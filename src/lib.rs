//! # letcalc
//!
//! letcalc evaluates a small expression language written in prefix call
//! syntax. It supports integer literals, variables, the arithmetic functions
//! `add`, `sub`, `multi` and `div`, and lexically scoped `let` bindings, as in
//! `let(a, 5, let(b, multi(a, 10), add(b, a)))`.

#![warn(
    clippy::redundant_clone,
    clippy::needless_pass_by_value,
    clippy::similar_names,
    clippy::large_enum_variant,
    clippy::string_lit_as_bytes,
    clippy::match_same_arms,
    clippy::cargo,
    clippy::nursery,
    clippy::perf,
    clippy::style,
    clippy::suspicious,
    clippy::correctness,
    clippy::complexity,
    clippy::pedantic,
    //missing_docs,
)]
#![allow(clippy::missing_errors_doc)]

use log::debug;

use crate::{
    error::EvalResult,
    interpreter::{evaluator::core::evaluate_tree, lexer::tokenize, parser::core::parse_tree},
};

/// Defines the call tree.
///
/// This module declares the `Node` enum, which represents a parsed expression
/// as a tree of arithmetic calls, `let` bindings, literals and variables. The
/// tree is built by the parser and consumed by the evaluator.
pub mod ast;
/// Provides the error type shared by every stage.
///
/// This module defines `EvaluationError`, the closed set of failures that
/// lexing, parsing and evaluating an expression can produce, together with
/// the `EvalResult` alias.
pub mod error;
/// Runs the lexer, the parser and the evaluator.
///
/// This module ties the three stages together. Data flows strictly from the
/// lexer to the parser to the evaluator; no stage calls back into an earlier
/// one.
pub mod interpreter;
/// Stack growth for deeply nested expressions.
mod stack;

/// Evaluates an expression and returns its integer value.
///
/// The expression is tokenized, parsed into a call tree and reduced. Keywords
/// and variable names are case-insensitive and whitespace is ignored. Pass
/// `None` to model an absent expression.
///
/// # Errors
/// Returns the first [`error::EvaluationError`] met by any stage.
///
/// # Examples
/// ```
/// use letcalc::{error::ErrorKind, evaluate};
///
/// assert_eq!(evaluate("add(1, multi(2, 3))").unwrap(), 7);
/// assert_eq!(evaluate("let(a, 5, let(b, multi(a, 10), add(b, a)))").unwrap(), 55);
///
/// // 'b' is never bound.
/// let err = evaluate("let(a, 5, add(a, b))").unwrap_err();
/// assert_eq!(err.kind(), ErrorKind::InvalidArguments);
///
/// assert_eq!(evaluate(None::<&str>).unwrap_err().kind(), ErrorKind::InputMissing);
/// ```
pub fn evaluate<'a>(raw: impl Into<Option<&'a str>>) -> EvalResult<i32> {
    let raw = raw.into().unwrap_or_default();
    debug!("evaluating '{raw}'");

    let tokens = tokenize(raw)?;
    let tree = parse_tree(&tokens)?;
    let result = evaluate_tree(tree)?;

    debug!("'{raw}' evaluated to {result}");
    Ok(result)
}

## Your assignment
Which lines in the data above hold the string "EvalResult"? Show each one.

## Finished task
    error::EvalResult,
/// the `EvalResult` alias.
pub fn evaluate<'a>(raw: impl Into<Option<&'a str>>) -> EvalResult<i32> {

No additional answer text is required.